Research on MentorPRO Presented at the Society for Prevention Research Annual Meeting

Webinar - Research on MentorPRO Presented at the Society for Prevention Research Annual Meeting

Research on MentorPRO Presented at the Society for Prevention Research Annual Meeting

May 31, 2024 at noon


Symposium title: Task Shifting/Sharing Prevention and Intervention Services within the Context of Youth Mentoring Programs

Date: Thursday, May 30, 2024

Overview: In this symposium, we discussed the promises and challenges of task-shifting and sharing evidence-based preventative interventions to expand access to mental health supports for school-aged children. Giving the growing mental health crisis among youth, teens, and young adults, we need to understand how to expand access to evidence-based, effective services for youth.
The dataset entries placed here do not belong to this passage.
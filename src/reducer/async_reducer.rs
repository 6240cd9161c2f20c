//! Non-blocking vector AllReduce handle.
//!
//! The learner must not stall on a collective every training step, so the
//! reducer splits the operation in two phases: [`AsyncReducer::submit`]
//! hands the local contribution to a background worker, and
//! [`AsyncReducer::get`] returns the result of the *previous* submit. The
//! one-step lag is acceptable because the reduced quantities are
//! slow-moving population statistics.
//!
//! # Architecture
//!
//! ```text
//! caller thread                    worker thread
//! ┌──────────────┐   channel      ┌──────────────────┐
//! │ submit(vec)  │ ─────────────→ │ transport        │
//! │ get(false)   │ ← latest slot  │   .all_reduce()  │
//! │ get(true)    │ ← wait + slot  │ install result   │
//! └──────────────┘                └──────────────────┘
//! ```
//!
//! A transport failure is recorded in the slot and surfaces as an error on
//! every later `get`; the reducer never retries.

use crate::error::TransportError;
use crossbeam_channel::{unbounded, Receiver, Sender};
use parking_lot::{Condvar, Mutex};
use std::sync::Arc;
use std::thread::{self, JoinHandle};

/// Element type a reducer can sum: long integers or extended-precision
/// floats.
pub trait ReduceElement: Copy + Send + Sync + 'static {
    /// Additive identity.
    const ZERO: Self;

    /// Elementwise sum.
    fn add(self, other: Self) -> Self;
}

impl ReduceElement for i64 {
    const ZERO: Self = 0;

    #[inline]
    fn add(self, other: Self) -> Self {
        self + other
    }
}

impl ReduceElement for f64 {
    const ZERO: Self = 0.0;

    #[inline]
    fn add(self, other: Self) -> Self {
        self + other
    }
}

/// Transport performing the blocking collective sum across participants.
///
/// The in-process implementation is [`LocalAllReduce`]; a multi-process
/// deployment plugs an MPI-style transport in behind the same trait.
pub trait ReduceTransport<T: ReduceElement>: Send + Sync + 'static {
    /// Sum `local` with every other participant's contribution.
    fn all_reduce(&self, local: &[T]) -> Result<Vec<T>, TransportError>;
}

/// In-process transport over homogeneous ranks.
///
/// With one rank (the default) the global sum is the local contribution;
/// with more it models N identical participants, which is how single-node
/// runs and tests stand in for a real collective.
#[derive(Debug, Clone)]
pub struct LocalAllReduce {
    n_ranks: usize,
}

impl LocalAllReduce {
    /// Single-rank transport.
    pub fn new() -> Self {
        Self { n_ranks: 1 }
    }

    /// Transport emulating `n_ranks` identical participants.
    pub fn with_ranks(n_ranks: usize) -> Self {
        assert!(n_ranks > 0, "a collective needs at least one rank");
        Self { n_ranks }
    }
}

impl Default for LocalAllReduce {
    fn default() -> Self {
        Self::new()
    }
}

impl<T: ReduceElement> ReduceTransport<T> for LocalAllReduce {
    fn all_reduce(&self, local: &[T]) -> Result<Vec<T>, TransportError> {
        Ok(local
            .iter()
            .map(|&x| (0..self.n_ranks).fold(T::ZERO, |acc, _| acc.add(x)))
            .collect())
    }
}

struct SlotState<T> {
    latest: Vec<T>,
    in_flight: usize,
    failed: Option<TransportError>,
}

struct Slot<T> {
    state: Mutex<SlotState<T>>,
    settled: Condvar,
}

/// Two-phase asynchronous reducer.
///
/// `submit` never blocks; `get(true)` waits for every pending reduction to
/// settle, `get(false)` returns the last settled result immediately. The
/// constructor seeds an initial guess so early reads are defined.
pub struct AsyncReducer<T: ReduceElement> {
    tx: Option<Sender<Vec<T>>>,
    slot: Arc<Slot<T>>,
    len: usize,
    worker: Option<JoinHandle<()>>,
}

impl<T: ReduceElement> AsyncReducer<T> {
    /// Create a reducer over `transport`, seeded with `initial`.
    ///
    /// The initial guess is both installed as the first settled result and
    /// submitted, so a blocking `get` right after construction returns the
    /// globally reduced guess.
    pub fn new<Tr: ReduceTransport<T>>(transport: Tr, initial: Vec<T>) -> Self {
        let len = initial.len();
        let slot = Arc::new(Slot {
            state: Mutex::new(SlotState {
                latest: initial.clone(),
                in_flight: 0,
                failed: None,
            }),
            settled: Condvar::new(),
        });
        let (tx, rx): (Sender<Vec<T>>, Receiver<Vec<T>>) = unbounded();

        let worker_slot = Arc::clone(&slot);
        let worker = thread::Builder::new()
            .name("async-reducer".to_string())
            .spawn(move || {
                for local in rx.iter() {
                    let result = transport.all_reduce(&local);
                    let mut st = worker_slot.state.lock();
                    st.in_flight -= 1;
                    match result {
                        Ok(global) => st.latest = global,
                        Err(e) => st.failed = Some(e),
                    }
                    worker_slot.settled.notify_all();
                }
            })
            .expect("failed to spawn reducer worker");

        let reducer = Self {
            tx: Some(tx),
            slot,
            len,
            worker: Some(worker),
        };
        reducer.submit(initial);
        reducer
    }

    /// Length of the reduced vectors.
    pub fn payload_len(&self) -> usize {
        self.len
    }

    /// Contribute the local partial sum to the next reduction.
    ///
    /// # Panics
    /// Panics if `local` does not match the reducer's vector length.
    pub fn submit(&self, local: Vec<T>) {
        assert_eq!(local.len(), self.len, "reducer payload length mismatch");
        {
            let mut st = self.slot.state.lock();
            st.in_flight += 1;
        }
        // Send after bumping in_flight so a blocking get cannot observe a
        // quiescent slot between the two.
        if self
            .tx
            .as_ref()
            .expect("reducer channel closed")
            .send(local)
            .is_err()
        {
            let mut st = self.slot.state.lock();
            st.in_flight -= 1;
            st.failed = Some(TransportError::WorkerGone);
            self.slot.settled.notify_all();
        }
    }

    /// Retrieve the result of the previous `submit`.
    ///
    /// With `force_blocking` the call waits until every pending reduction
    /// has settled; otherwise it returns the most recent settled result
    /// right away. A transport failure is returned as an error on this and
    /// every later call.
    pub fn get(&self, force_blocking: bool) -> Result<Vec<T>, TransportError> {
        let mut st = self.slot.state.lock();
        if force_blocking {
            while st.in_flight > 0 && st.failed.is_none() {
                self.slot.settled.wait(&mut st);
            }
        }
        match &st.failed {
            Some(e) => Err(e.clone()),
            None => Ok(st.latest.clone()),
        }
    }
}

impl<T: ReduceElement> Drop for AsyncReducer<T> {
    fn drop(&mut self) {
        // Closing the channel ends the worker's receive loop.
        self.tx.take();
        if let Some(worker) = self.worker.take() {
            let _ = worker.join();
        }
    }
}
Task-shifting/sharing involves the strategic redistribution of services from professionals to workers with less training or fewer credentials, in an effort to allow increased access to services for individuals who do not need a very high level of professional support. We were so excited to be part of this symposium, which featured three studies focusing on community- and school-based mentoring programs as contexts for task-shifting/sharing of mental health services. The studies introduced technological advancements in training, supervision, and documentation necessary for safely and effectively transferring services to lay workers, such as mentors.

Symposium Organizer:

Samuel McQuillin, PhD, University of South Carolina


Tim Cavell, PhD, University of Arkansas


1. A Pilot Study of Just-in-Training Videos to Teach Motivational Interviewing (MI) to Youth Mentors

Presenters: Mackenzie Hart, PhD, Assistant Professor, University of Texas Health Science Center at San Antonio, and Alena Quinn, doctoral student, University of South Carolina

Overview: This pilot randomized trial (N=63) examines the efficacy of just-in-time training videos (<5 min) designed to improve MI knowledge, attitudes, and skills among volunteer school-based mentors. Results indicate moderate effect sizes (Cohen’s d between .58 and .61) on various outcomes.
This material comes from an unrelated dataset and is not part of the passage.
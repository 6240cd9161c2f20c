//! Schedules that evolve over the gradient-step counter.

pub mod anneal;

pub use anneal::anneal_rate;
2. Leveraging Technology to Increase College Students’ Access to Support Services

Presenter: Alexandra Werntz, PhD, Associate Director at the Center for Evidence-Based Mentoring at UMass Boston, University of Massachusetts at Boston

Overview: This large-scale quasi-experiment (N=2,572) investigates the impact of a technology-enhanced mentoring platform (MentorPRO) on first-year undergraduate students. Findings suggest that engagement with MentorPRO (through self-monitoring and messaging with mentors) predicts positive academic and well-being outcomes.
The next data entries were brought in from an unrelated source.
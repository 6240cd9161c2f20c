//! Uniform minibatch sampler over stored transitions.
//!
//! The sampler keeps a prefix-sum distribution over episode lengths so a
//! draw is uniform over *transitions*, not episodes. After the processor
//! removes or consolidates episodes the distribution is stale;
//! [`MinibatchSampler::prepare`] rebuilds it.

use crate::core::Episode;
use parking_lot::Mutex;
use rand::Rng;

#[derive(Debug, Default)]
struct Distribution {
    /// `cumulative[i]` = total transitions in episodes `0..=i`.
    cumulative: Vec<usize>,
}

impl Distribution {
    fn rebuild(&mut self, episodes: &[Episode]) {
        self.cumulative.clear();
        self.cumulative.reserve(episodes.len());
        let mut total = 0usize;
        for ep in episodes {
            total += ep.ndata();
            self.cumulative.push(total);
        }
    }

    fn total(&self) -> usize {
        self.cumulative.last().copied().unwrap_or(0)
    }

    /// Map a flat transition index to `(episode, step)`.
    fn locate(&self, t: usize) -> (usize, usize) {
        let i = self.cumulative.partition_point(|&c| c <= t);
        let base = if i == 0 { 0 } else { self.cumulative[i - 1] };
        (i, t - base)
    }
}

/// Uniform-over-transitions minibatch sampler.
#[derive(Debug, Default)]
pub struct MinibatchSampler {
    dist: Mutex<Distribution>,
    last_sampled: Mutex<Vec<usize>>,
}

impl MinibatchSampler {
    /// Create an empty sampler; `prepare` must run before the first draw.
    pub fn new() -> Self {
        Self::default()
    }

    /// Rebuild the sampling distribution.
    ///
    /// `needs_pass` is set when the episode array changed shape since the
    /// last prepare (removal or intake); without it the existing
    /// distribution is kept.
    pub fn prepare(&self, episodes: &[Episode], needs_pass: bool) {
        let mut dist = self.dist.lock();
        if needs_pass || dist.cumulative.len() != episodes.len() {
            dist.rebuild(episodes);
        }
    }

    /// Draw `batch` transitions, marking each chosen episode's
    /// `just_sampled` with the drawn step index.
    ///
    /// Returns `(episode_index, step_index)` pairs. The drawn episode
    /// indices are recorded for the processor's clearing pass.
    pub fn draw<R: Rng>(
        &self,
        episodes: &mut [Episode],
        batch: usize,
        rng: &mut R,
    ) -> Vec<(usize, usize)> {
        let dist = self.dist.lock();
        let total = dist.total();
        let mut sampled = self.last_sampled.lock();
        sampled.clear();

        if total == 0 {
            return Vec::new();
        }

        let mut drawn = Vec::with_capacity(batch);
        for _ in 0..batch {
            let (i, j) = dist.locate(rng.gen_range(0..total));
            debug_assert!(i < episodes.len() && j < episodes[i].ndata());
            if episodes[i].just_sampled.is_none() {
                sampled.push(i);
            }
            episodes[i].just_sampled = Some(j);
            drawn.push((i, j));
        }
        drawn
    }

    /// Episode indices flagged by the most recent draw.
    pub fn last_sampled_episodes(&self) -> Vec<usize> {
        self.last_sampled.lock().clone()
    }
}

#[cfg(test)]
mod tests {
    use super::*;
    use rand::rngs::mock::StepRng;
    use rand::SeedableRng;

    fn episodes_of_lengths(lengths: &[usize]) -> Vec<Episode> {
        lengths
            .iter()
            .map(|&n| {
                Episode::new(
                    vec![vec![0.0]; n],
                    vec![0.0; n],
                    vec![1.0; n],
                    vec![0.0; n],
                )
            })
            .collect()
    }

    #[test]
    fn test_locate_spans_episode_boundaries() {
        let eps = episodes_of_lengths(&[3, 1, 2]);
        let mut dist = Distribution::default();
        dist.rebuild(&eps);
        assert_eq!(dist.total(), 6);
        assert_eq!(dist.locate(0), (0, 0));
        assert_eq!(dist.locate(2), (0, 2));
        assert_eq!(dist.locate(3), (1, 0));
        assert_eq!(dist.locate(4), (2, 0));
        assert_eq!(dist.locate(5), (2, 1));
    }

    #[test]
    fn test_draw_marks_just_sampled() {
        let mut eps = episodes_of_lengths(&[4, 4]);
        let sampler = MinibatchSampler::new();
        sampler.prepare(&eps, true);

        let mut rng = rand::rngs::StdRng::seed_from_u64(7);
        let drawn = sampler.draw(&mut eps, 8, &mut rng);
        assert_eq!(drawn.len(), 8);
        for &(i, j) in &drawn {
            assert!(eps[i].just_sampled.is_some());
            assert!(j < eps[i].ndata());
        }
        let flagged = sampler.last_sampled_episodes();
        assert!(!flagged.is_empty());
        for &i in &flagged {
            assert!(eps[i].just_sampled.is_some());
        }
    }

    #[test]
    fn test_draw_on_empty_buffer() {
        let mut eps: Vec<Episode> = Vec::new();
        let sampler = MinibatchSampler::new();
        sampler.prepare(&eps, true);
        let mut rng = StepRng::new(0, 1);
        assert!(sampler.draw(&mut eps, 4, &mut rng).is_empty());
        assert!(sampler.last_sampled_episodes().is_empty());
    }

    #[test]
    fn test_prepare_tracks_shape_change() {
        let mut eps = episodes_of_lengths(&[2, 2, 2]);
        let sampler = MinibatchSampler::new();
        sampler.prepare(&eps, true);

        eps.pop();
        // Shape changed: prepare rebuilds even without the explicit flag.
        sampler.prepare(&eps, false);
        let mut rng = rand::rngs::StdRng::seed_from_u64(1);
        let drawn = sampler.draw(&mut eps, 16, &mut rng);
        assert!(drawn.iter().all(|&(i, _)| i < 2));
    }
}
3. Promising Practices for Coordinating Services between School-Based and Out-of-School Time Providers

Presenter: Mike Lyons, PhD, Associate Professor, University of Virginia

Overview: This study presents qualitative results from 59 semi-structured interviews exploring equity-focused mental health and educational practices in Outside of School Time (OST) programming. Themes highlight the potential of OST programs to reduce educational and mental health inequities.